_About this exercise_.
From the entries below, return exactly the lines beginning at the one that contains "if no intersection." and ending at the one that contains "const EPSILON: f32 = 1e-7;", both of them included, and only those lines.

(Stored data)

+===+

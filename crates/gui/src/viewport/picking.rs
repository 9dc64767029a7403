use glam::Vec3;

/// A ray in world space. The direction is not required to be normalized,
/// so `t` is measured in units of `direction`.
#[derive(Clone, Copy, Debug, PartialEq)]
pub struct Ray {
    pub origin: Vec3,
    pub direction: Vec3,
}

impl Ray {
    pub fn new(origin: Vec3, direction: Vec3) -> Self {
        Self { origin, direction }
    }

    /// Ray from `origin` passing through `target`
    pub fn through(origin: Vec3, target: Vec3) -> Self {
        Self {
            origin,
            direction: target - origin,
        }
    }

    /// Point at parameter `t`
    pub fn at(&self, t: f32) -> Vec3 {
        self.origin + self.direction * t
    }
}

/// Axis-aligned bounding box
#[derive(Clone, Copy, Debug, PartialEq)]
pub struct Aabb {
    pub min: Vec3,
    pub max: Vec3,
}

impl Aabb {
    /// Box containing nothing; the identity for `include`
    pub const EMPTY: Aabb = Aabb {
        min: Vec3::splat(f32::MAX),
        max: Vec3::splat(f32::MIN),
    };

    /// Compute AABB from a set of points
    pub fn from_points<I>(points: I) -> Self
    where
        I: IntoIterator<Item = Vec3>,
    {
        points.into_iter().fold(Self::EMPTY, |mut aabb, p| {
            aabb.include(p);
            aabb
        })
    }

    /// Grow the box to contain `p`
    pub fn include(&mut self, p: Vec3) {
        self.min = self.min.min(p);
        self.max = self.max.max(p);
    }

    pub fn is_empty(&self) -> bool {
        self.min.x > self.max.x || self.min.y > self.max.y || self.min.z > self.max.z
    }

    /// Center of the bounding box
    pub fn center(&self) -> Vec3 {
        (self.min + self.max) * 0.5
    }

    pub fn size(&self) -> Vec3 {
        self.max - self.min
    }

    /// Box grown by `margin` on every side
    pub fn expanded(&self, margin: f32) -> Self {
        Self {
            min: self.min - Vec3::splat(margin),
            max: self.max + Vec3::splat(margin),
        }
    }

    /// The 8 corners. Bit 0 selects max x, bit 1 max y, bit 2 max z.
    pub fn corners(&self) -> [Vec3; 8] {
        std::array::from_fn(|i| {
            Vec3::new(
                if i & 1 == 0 { self.min.x } else { self.max.x },
                if i & 2 == 0 { self.min.y } else { self.max.y },
                if i & 4 == 0 { self.min.z } else { self.max.z },
            )
        })
    }
}

/// Corner index pairs forming the 12 edges of a box from `Aabb::corners`
pub const BOX_EDGES: [(usize, usize); 12] = [
    (0, 1), (2, 3), (4, 5), (6, 7),
    (0, 2), (1, 3), (4, 6), (5, 7),
    (0, 4), (1, 5), (2, 6), (3, 7),
];

/// Ray-AABB intersection using the slab method.
/// Returns the ray parameter of the nearest hit, or None.
pub fn ray_aabb(ray: &Ray, aabb: &Aabb) -> Option<f32> {
    if aabb.is_empty() {
        return None;
    }

    let inv_dir = Vec3::new(
        1.0 / ray.direction.x,
        1.0 / ray.direction.y,
        1.0 / ray.direction.z,
    );

    let t1 = (aabb.min.x - ray.origin.x) * inv_dir.x;
    let t2 = (aabb.max.x - ray.origin.x) * inv_dir.x;
    let t3 = (aabb.min.y - ray.origin.y) * inv_dir.y;
    let t4 = (aabb.max.y - ray.origin.y) * inv_dir.y;
    let t5 = (aabb.min.z - ray.origin.z) * inv_dir.z;
    let t6 = (aabb.max.z - ray.origin.z) * inv_dir.z;

    let tmin = t1.min(t2).max(t3.min(t4)).max(t5.min(t6));
    let tmax = t1.max(t2).min(t3.max(t4)).min(t5.max(t6));

    if tmax < 0.0 || tmin > tmax {
        return None;
    }

    Some(if tmin < 0.0 { tmax } else { tmin })
}

/// Möller-Trumbore ray-triangle intersection algorithm.
/// Returns the ray parameter if hit, or None if no intersection.
///
/// Barycentric bounds carry a small tolerance so that a ray through the
/// diagonal shared by the two triangles of a quad hits at least one of them.
pub fn ray_triangle_intersect(ray: &Ray, v0: Vec3, v1: Vec3, v2: Vec3) -> Option<f32> {
    const EPSILON: f32 = 1e-7;
    const BARY_TOLERANCE: f32 = 1e-5;

    let edge1 = v1 - v0;
    let edge2 = v2 - v0;
    let h = ray.direction.cross(edge2);
    let a = edge1.dot(h);

    // Ray is parallel to triangle, or the triangle is degenerate
    if a.abs() < EPSILON {
        return None;
    }

    let f = 1.0 / a;
    let s = ray.origin - v0;
    let u = f * s.dot(h);

    if !(-BARY_TOLERANCE..=1.0 + BARY_TOLERANCE).contains(&u) {
        return None;
    }

    let q = s.cross(edge1);
    let v = f * ray.direction.dot(q);

    if v < -BARY_TOLERANCE || u + v > 1.0 + BARY_TOLERANCE {
        return None;
    }

    let t = f * edge2.dot(q);

    // Intersection is behind ray origin
    if t >= 0.0 {
        Some(t)
    } else {
        None
    }
}

/// Ray-quad intersection. The quad is split into triangles (0,1,2) and (0,2,3).
pub fn ray_quad_intersect(ray: &Ray, corners: &[Vec3; 4]) -> Option<f32> {
    let [a, b, c, d] = *corners;
    match (
        ray_triangle_intersect(ray, a, b, c),
        ray_triangle_intersect(ray, a, c, d),
    ) {
        (Some(t0), Some(t1)) => Some(t0.min(t1)),
        (hit, None) | (None, hit) => hit,
    }
}

/// Result of picking a face of a quad mesh
#[derive(Clone, Copy, Debug, PartialEq)]
pub struct FaceHit {
    /// Index of the face in the mesh
    pub face: usize,
    /// World-space hit point
    pub point: Vec3,
    /// Ray parameter of the hit
    pub distance: f32,
}

/// Closest point on the line `point + s * direction` to `ray`.
///
/// Used to slide a point along a fixed axis under the cursor. Returns None when
/// the line and the ray are (nearly) parallel.
pub fn closest_point_on_line(point: Vec3, direction: Vec3, ray: &Ray) -> Option<Vec3> {
    let n = direction.cross(ray.direction);
    let n2 = ray.direction.cross(n);
    let denom = direction.dot(n2);
    if denom.abs() < 1e-9 {
        return None;
    }
    let s = (ray.origin - point).dot(n2) / denom;
    Some(point + direction * s)
}

#[cfg(test)]
mod tests {
    use super::*;

    fn unit_box() -> Aabb {
        Aabb {
            min: Vec3::splat(-1.0),
            max: Vec3::splat(1.0),
        }
    }

    #[test]
    fn test_ray_aabb_hit_and_miss() {
        let aabb = unit_box();
        let hit = Ray::new(Vec3::new(0.0, 0.0, 5.0), Vec3::NEG_Z);
        assert_eq!(ray_aabb(&hit, &aabb), Some(4.0));

        let miss = Ray::new(Vec3::new(3.0, 0.0, 5.0), Vec3::NEG_Z);
        assert_eq!(ray_aabb(&miss, &aabb), None);

        let behind = Ray::new(Vec3::new(0.0, 0.0, 5.0), Vec3::Z);
        assert_eq!(ray_aabb(&behind, &aabb), None);
    }

    #[test]
    fn test_ray_aabb_from_inside() {
        let ray = Ray::new(Vec3::ZERO, Vec3::X);
        assert_eq!(ray_aabb(&ray, &unit_box()), Some(1.0));
    }

    #[test]
    fn test_empty_aabb_never_hit() {
        let ray = Ray::new(Vec3::new(0.0, 0.0, 5.0), Vec3::NEG_Z);
        assert_eq!(ray_aabb(&ray, &Aabb::EMPTY), None);
    }

    #[test]
    fn test_aabb_corners_and_center() {
        let aabb = Aabb::from_points([Vec3::new(1.0, 2.0, 3.0), Vec3::new(-1.0, 0.0, 1.0)]);
        assert_eq!(aabb.center(), Vec3::new(0.0, 1.0, 2.0));
        let corners = aabb.corners();
        assert_eq!(corners[0], aabb.min);
        assert_eq!(corners[7], aabb.max);
        assert!(corners
            .iter()
            .all(|c| c.cmpge(aabb.min).all() && c.cmple(aabb.max).all()));
        for (a, b) in BOX_EDGES {
            // Box edges differ in exactly one coordinate
            let d = corners[a] - corners[b];
            let nonzero = [d.x, d.y, d.z].iter().filter(|v| **v != 0.0).count();
            assert_eq!(nonzero, 1);
        }
    }

    #[test]
    fn test_triangle_hit_reports_parameter() {
        let ray = Ray::new(Vec3::new(0.2, 0.2, 2.0), Vec3::new(0.0, 0.0, -2.0));
        let t = ray_triangle_intersect(&ray, Vec3::ZERO, Vec3::X, Vec3::Y).unwrap();
        assert!((t - 1.0).abs() < 1e-6);
        assert!((ray.at(t) - Vec3::new(0.2, 0.2, 0.0)).length() < 1e-6);
    }

    #[test]
    fn test_triangle_miss_outside_and_parallel() {
        let outside = Ray::new(Vec3::new(1.0, 1.0, 1.0), Vec3::NEG_Z);
        assert!(ray_triangle_intersect(&outside, Vec3::ZERO, Vec3::X, Vec3::Y).is_none());

        let parallel = Ray::new(Vec3::new(0.1, 0.1, 1.0), Vec3::X);
        assert!(ray_triangle_intersect(&parallel, Vec3::ZERO, Vec3::X, Vec3::Y).is_none());
    }

    #[test]
    fn test_quad_hit_on_shared_diagonal() {
        let quad = [
            Vec3::new(-1.0, -1.0, 1.0),
            Vec3::new(1.0, -1.0, 1.0),
            Vec3::new(1.0, 1.0, 1.0),
            Vec3::new(-1.0, 1.0, 1.0),
        ];
        // The centroid lies exactly on the 0-2 diagonal
        let ray = Ray::new(Vec3::new(0.0, 0.0, 5.0), Vec3::NEG_Z);
        let t = ray_quad_intersect(&ray, &quad).unwrap();
        assert!((t - 4.0).abs() < 1e-5);
    }

    #[test]
    fn test_closest_point_on_line() {
        // Line along +Z through the origin, ray along -X at height 2
        let ray = Ray::new(Vec3::new(5.0, 0.0, 2.0), Vec3::NEG_X);
        let p = closest_point_on_line(Vec3::ZERO, Vec3::Z, &ray).unwrap();
        assert!((p - Vec3::new(0.0, 0.0, 2.0)).length() < 1e-6);

        let parallel = Ray::new(Vec3::new(1.0, 0.0, 0.0), Vec3::Z);
        assert!(closest_point_on_line(Vec3::ZERO, Vec3::Z, &parallel).is_none());
    }
}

+===+

_Task result_.
/// Returns the ray parameter if hit, or None if no intersection.
///
/// Barycentric bounds carry a small tolerance so that a ray through the
/// diagonal shared by the two triangles of a quad hits at least one of them.
pub fn ray_triangle_intersect(ray: &Ray, v0: Vec3, v1: Vec3, v2: Vec3) -> Option<f32> {
    const EPSILON: f32 = 1e-7;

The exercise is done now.